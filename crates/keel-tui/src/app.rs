//! View state for the keel TUI.

use keel::Engine;
use keel_core::{CredentialStatus, Principle, Screen};
use log::debug;

/// Spinner frames shown while a gateway call is outstanding.
pub const SPINNER_FRAMES: [&str; 4] = ["|", "/", "-", "\\"];

/// Editing mode inside the principle editor.
#[derive(Debug, Clone, Copy, PartialEq, Eq)]
pub enum EditorMode {
    /// Moving through the list.
    Browse,
    /// Editing the title field.
    EditTitle,
    /// Editing the description field.
    EditDescription,
    /// Waiting for delete confirmation.
    ConfirmDelete,
}

/// Working copy of the principle set, edited in memory until saved.
#[derive(Debug)]
pub struct PrincipleEditor {
    /// Principles being edited.
    pub list: Vec<Principle>,
    /// Selected list index.
    pub selected: usize,
    /// Current editing mode.
    pub mode: EditorMode,
    /// Title buffer while editing.
    pub title_input: String,
    /// Description buffer while editing.
    pub description_input: String,
    /// Whether the edit in progress inserts a new principle.
    pub inserting: bool,
    /// Whether the working copy differs from the saved set.
    pub dirty: bool,
}

impl PrincipleEditor {
    /// Start editing a copy of the given set.
    pub fn open(list: Vec<Principle>) -> Self {
        Self {
            list,
            selected: 0,
            mode: EditorMode::Browse,
            title_input: String::new(),
            description_input: String::new(),
            inserting: false,
            dirty: false,
        }
    }

    /// Move the selection up.
    pub fn select_previous(&mut self) {
        self.selected = self.selected.saturating_sub(1);
    }

    /// Move the selection down.
    pub fn select_next(&mut self) {
        if self.selected + 1 < self.list.len() {
            self.selected += 1;
        }
    }

    /// Begin inserting a new principle.
    pub fn begin_insert(&mut self) {
        self.inserting = true;
        self.title_input.clear();
        self.description_input.clear();
        self.mode = EditorMode::EditTitle;
    }

    /// Begin editing the selected principle.
    pub fn begin_edit(&mut self) {
        let Some(principle) = self.list.get(self.selected) else {
            return;
        };
        self.inserting = false;
        self.title_input = principle.title.clone();
        self.description_input = principle.description.clone();
        self.mode = EditorMode::EditTitle;
    }

    /// Commit the edit buffers into the list.
    pub fn commit_edit(&mut self) {
        if self.title_input.trim().is_empty() {
            self.mode = EditorMode::Browse;
            return;
        }
        if self.inserting {
            self.list
                .push(Principle::new(self.title_input.trim(), self.description_input.trim()));
            self.selected = self.list.len() - 1;
        } else if let Some(principle) = self.list.get_mut(self.selected) {
            principle.title = self.title_input.trim().to_string();
            principle.description = self.description_input.trim().to_string();
        }
        self.dirty = true;
        self.mode = EditorMode::Browse;
    }

    /// Delete the selected principle after confirmation.
    pub fn delete_selected(&mut self) {
        if self.selected < self.list.len() {
            self.list.remove(self.selected);
            if self.selected >= self.list.len() && self.selected > 0 {
                self.selected -= 1;
            }
            self.dirty = true;
        }
        self.mode = EditorMode::Browse;
    }
}

/// Top-level view state wrapping the engine.
pub struct App {
    /// Application engine (workflow + store + gateway).
    pub engine: Engine,
    /// Shared single-line text input buffer.
    pub input: String,
    /// Status line text.
    pub status: String,
    /// Spinner frame index, advanced on ticks.
    pub spinner_frame: usize,
    /// Principle editor, active on Onboarding and Principles screens.
    pub editor: PrincipleEditor,
    /// Focused reflection question index.
    pub answer_index: usize,
    /// Selected history list index.
    pub history_selected: usize,
    /// Whether the credential overlay is open.
    pub credential_overlay: bool,
    /// Credential input buffer.
    pub credential_input: String,
    /// Whether history-detail delete awaits confirmation.
    pub confirm_delete: bool,
    /// Screen observed after the previous event, for change detection.
    last_screen: Screen,
}

impl App {
    /// Build the view state around a bootstrapped engine.
    pub fn new(engine: Engine) -> Self {
        let screen = engine.workflow().screen();
        let editor = PrincipleEditor::open(engine.workflow().principles().as_slice().to_vec());
        Self {
            engine,
            input: String::new(),
            status: String::new(),
            spinner_frame: 0,
            editor,
            answer_index: 0,
            history_selected: 0,
            credential_overlay: false,
            credential_input: String::new(),
            confirm_delete: false,
            last_screen: screen,
        }
    }

    /// Advance the spinner one frame.
    pub fn tick(&mut self) {
        self.spinner_frame = (self.spinner_frame + 1) % SPINNER_FRAMES.len();
    }

    /// Whether a gateway call is outstanding.
    pub fn busy(&self) -> bool {
        self.engine.workflow().busy()
    }

    /// Reconcile view state after a workflow transition.
    ///
    /// Screen-local buffers (editor copy, answer focus, selections) reset
    /// when the workflow lands on their screen from somewhere else.
    pub fn sync_screen(&mut self) {
        let screen = self.engine.workflow().screen();
        if screen == self.last_screen {
            self.sync_credential_overlay();
            return;
        }
        debug!("screen changed (from={:?}, to={screen:?})", self.last_screen);
        match screen {
            Screen::Onboarding | Screen::Principles => {
                self.editor =
                    PrincipleEditor::open(self.engine.workflow().principles().as_slice().to_vec());
            }
            Screen::Situation => {
                self.input.clear();
            }
            Screen::Reflection => {
                self.focus_answer(0);
            }
            Screen::History => {
                self.history_selected = 0;
                self.confirm_delete = false;
            }
            Screen::HistoryDetail(_) => {
                self.confirm_delete = false;
            }
            Screen::Dashboard | Screen::Advice => {
                self.input.clear();
            }
        }
        self.last_screen = screen;
        self.sync_credential_overlay();
    }

    /// Close the credential overlay once a credential is accepted.
    fn sync_credential_overlay(&mut self) {
        if self.credential_overlay
            && self.engine.workflow().credential() == CredentialStatus::Valid
        {
            self.credential_overlay = false;
            self.credential_input.clear();
            self.status = "credential accepted".to_string();
        }
    }

    /// Focus a reflection question, loading its saved answer into the input.
    pub fn focus_answer(&mut self, index: usize) {
        self.answer_index = index;
        self.input = self
            .engine
            .workflow()
            .draft()
            .and_then(|draft| draft.reflections.get(index))
            .and_then(|reflection| reflection.answer.clone())
            .unwrap_or_default();
    }

    /// Move the history selection up.
    pub fn history_previous(&mut self) {
        self.history_selected = self.history_selected.saturating_sub(1);
    }

    /// Move the history selection down.
    pub fn history_next(&mut self) {
        if self.history_selected + 1 < self.engine.workflow().history().len() {
            self.history_selected += 1;
        }
    }
}
//! Public surface for keel.
//!
//! Re-exports the building blocks and provides the [`Engine`] that wires the
//! store, the gateway, and the workflow together for frontends.

mod engine;

/// Re-export for convenience.
pub use keel_config as config;
pub use keel_core as core;
/// Re-export for convenience.
pub use keel_gateway as gateway;
/// Re-export for convenience.
pub use keel_store as store;

pub use engine::{Command, Engine};

#[inline]
/// Initialize logging via env_logger.
///
/// Binaries should call this early in startup so log output is wired up
/// before anything interesting happens.
pub fn init_logging() {
    let _ = env_logger::builder()
        .format_timestamp_millis()
        .parse_default_env()
        .try_init();
}
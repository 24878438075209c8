//! TUI event types for input, ticks, and finished gateway work.

use crossterm::event::KeyEvent;
use keel_core::WorkflowEvent;

/// Application event consumed by the main loop.
#[derive(Debug)]
pub enum AppEvent {
    /// Keyboard input event.
    Input(KeyEvent),
    /// Periodic tick for spinner animation.
    Tick,
    /// Workflow event, usually a completed gateway call.
    Workflow(WorkflowEvent),
}
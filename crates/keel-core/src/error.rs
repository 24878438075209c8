//! Error types for domain operations and workflow transitions.

/// Errors returned by principle operations and workflow event handling.
///
/// All of these are precondition failures raised before any persistence or
/// gateway side effect; the workflow state is unchanged when one is returned.
#[derive(Debug, thiserror::Error, PartialEq, Eq)]
pub enum WorkflowError {
    /// The principle set is already at its maximum size.
    #[error("principle set is full ({0} max)")]
    PrincipleLimit(usize),
    /// A principle with this id already exists.
    #[error("duplicate principle id: {0}")]
    DuplicatePrinciple(String),
    /// No principle with this id exists.
    #[error("unknown principle id: {0}")]
    UnknownPrinciple(String),
    /// A principle title is empty.
    #[error("principle title is empty")]
    EmptyTitle,
    /// The situation description is empty.
    #[error("describe the situation first")]
    EmptySituation,
    /// No principles exist to rank against the situation.
    #[error("add at least one principle first")]
    NoPrinciples,
    /// A reflection is missing an answer.
    #[error("answer every reflection first")]
    UnansweredReflection,
    /// Referenced reflection index does not exist.
    #[error("unknown reflection index: {0}")]
    UnknownReflection(usize),
    /// No usable credential is configured.
    #[error("no API credential configured")]
    MissingCredential,
    /// The submitted credential is empty.
    #[error("credential is empty")]
    EmptyCredential,
    /// A gateway call is already outstanding.
    #[error("a request is already running")]
    Busy,
    /// Referenced history index does not exist.
    #[error("unknown history index: {0}")]
    UnknownRecord(usize),
}
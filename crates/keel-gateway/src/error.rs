//! Error types for gateway operations.

/// Errors returned by gateway operations.
///
/// Precondition variants are raised before any request goes out and are
/// distinct from remote failures. The `Analysis`/`Synthesis` variants carry
/// the single user-facing message for their operation; the underlying cause
/// is logged at the gateway boundary and does not propagate.
#[derive(Debug, thiserror::Error, PartialEq, Eq)]
pub enum GatewayError {
    /// No usable credential was supplied.
    #[error("no API credential configured")]
    MissingCredential,
    /// The situation description is empty.
    #[error("situation description is empty")]
    EmptySituation,
    /// No principles were supplied to rank.
    #[error("no principles to rank")]
    NoPrinciples,
    /// More principles than the set bound were supplied.
    #[error("more than {0} principles supplied")]
    TooManyPrinciples(usize),
    /// The HTTP client could not be constructed.
    #[error("http client init failed: {0}")]
    Init(String),
    /// Relevance analysis failed; see the log for the cause.
    #[error("analysis failed")]
    Analysis,
    /// Advice synthesis failed; see the log for the cause.
    #[error("synthesis failed")]
    Synthesis,
}
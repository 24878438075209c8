//! Engine wiring the workflow to the store and the gateway.
//!
//! The engine runs on the frontend's thread: [`Engine::dispatch`] advances
//! the workflow and carries out persistence effects inline (fail-soft, per
//! the store contract), while gateway work comes back as [`Command`] values
//! the frontend runs asynchronously, feeding the completion event into the
//! next `dispatch`. That split keeps the UI loop free while a call is in
//! flight and keeps the whole flow drivable from tests.

use keel_core::{Effect, Principle, Reflection, Workflow, WorkflowError, WorkflowEvent};
use keel_gateway::DecisionGateway;
use keel_store::FileStore;
use log::info;
use std::sync::Arc;

/// Asynchronous work requested by a transition.
#[derive(Debug, Clone, PartialEq)]
pub enum Command {
    /// Run the relevance analysis gateway call.
    Analyze {
        credential: String,
        situation: String,
        principles: Vec<Principle>,
    },
    /// Run the advice synthesis gateway call.
    Synthesize {
        credential: String,
        situation: String,
        reflections: Vec<Reflection>,
    },
    /// Probe a candidate credential.
    ValidateCredential(String),
    /// Collect a credential from the user (view concern, no gateway call).
    PromptCredential,
}

/// Application engine: workflow state plus its store and gateway.
pub struct Engine {
    workflow: Workflow,
    store: FileStore,
    gateway: Arc<dyn DecisionGateway>,
    credential: Option<String>,
}

impl Engine {
    /// Load persisted state and build the initial workflow.
    pub fn bootstrap(store: FileStore, gateway: Arc<dyn DecisionGateway>) -> Self {
        let principles = store.load_principles();
        let history = store.load_decisions();
        let credential = store.load_credential();
        info!(
            "engine bootstrapped (first_run={}, history={}, credential_present={})",
            principles.is_none(),
            history.len(),
            credential.is_some()
        );
        let workflow = Workflow::bootstrap(principles, history, credential.is_some());
        Self {
            workflow,
            store,
            gateway,
            credential,
        }
    }

    /// Current workflow state.
    pub fn workflow(&self) -> &Workflow {
        &self.workflow
    }

    /// Take the last surfaced error message, clearing it.
    pub fn take_error(&mut self) -> Option<String> {
        self.workflow.take_error()
    }

    /// Gateway handle for running commands off-thread.
    pub fn gateway(&self) -> Arc<dyn DecisionGateway> {
        self.gateway.clone()
    }

    /// Apply an event: run persistence effects inline, return gateway work.
    pub fn dispatch(&mut self, event: WorkflowEvent) -> Result<Vec<Command>, WorkflowError> {
        let effects = self.workflow.handle(event)?;
        let mut commands = Vec::new();
        for effect in effects {
            match effect {
                Effect::PersistPrinciples => {
                    self.store
                        .save_principles(self.workflow.principles().as_slice());
                }
                Effect::PersistDecisions => {
                    self.store.save_decisions(self.workflow.history());
                }
                Effect::PersistCredential(secret) => {
                    self.store.save_credential(&secret);
                    self.credential = Some(secret);
                }
                Effect::Analyze {
                    situation,
                    principles,
                } => {
                    commands.push(Command::Analyze {
                        credential: self.credential.clone().unwrap_or_default(),
                        situation,
                        principles,
                    });
                }
                Effect::Synthesize {
                    situation,
                    reflections,
                } => {
                    commands.push(Command::Synthesize {
                        credential: self.credential.clone().unwrap_or_default(),
                        situation,
                        reflections,
                    });
                }
                Effect::ValidateCredential(secret) => {
                    commands.push(Command::ValidateCredential(secret));
                }
                Effect::PromptCredential => {
                    commands.push(Command::PromptCredential);
                }
            }
        }
        Ok(commands)
    }

    /// Run a gateway command to completion, returning the follow-up event.
    ///
    /// `Command::PromptCredential` is a view concern and yields no event.
    pub async fn run(
        gateway: Arc<dyn DecisionGateway>,
        command: Command,
    ) -> Option<WorkflowEvent> {
        match command {
            Command::Analyze {
                credential,
                situation,
                principles,
            } => Some(
                match gateway
                    .analyze_situation(&credential, &situation, &principles)
                    .await
                {
                    Ok(reflections) => WorkflowEvent::AnalysisCompleted(reflections),
                    Err(err) => WorkflowEvent::AnalysisFailed(err.to_string()),
                },
            ),
            Command::Synthesize {
                credential,
                situation,
                reflections,
            } => Some(
                match gateway
                    .synthesize_advice(&credential, &situation, &reflections)
                    .await
                {
                    Ok(advice) => WorkflowEvent::SynthesisCompleted(advice),
                    Err(err) => WorkflowEvent::SynthesisFailed(err.to_string()),
                },
            ),
            Command::ValidateCredential(secret) => {
                let valid = gateway.validate_credential(&secret).await;
                Some(WorkflowEvent::CredentialValidated {
                    secret,
                    valid,
                })
            }
            Command::PromptCredential => None,
        }
    }
}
################
What is needed:
Find the line with "self.selected = self.selected.saturating_sub(1);" in the material above. Reproduce it and each line after it up to and including the line with "inserting a new principle.".

Task solution:
        self.selected = self.selected.saturating_sub(1);
    }

    /// Move the selection down.
    pub fn select_next(&mut self) {
        if self.selected + 1 < self.list.len() {
            self.selected += 1;
        }
    }

    /// Begin inserting a new principle.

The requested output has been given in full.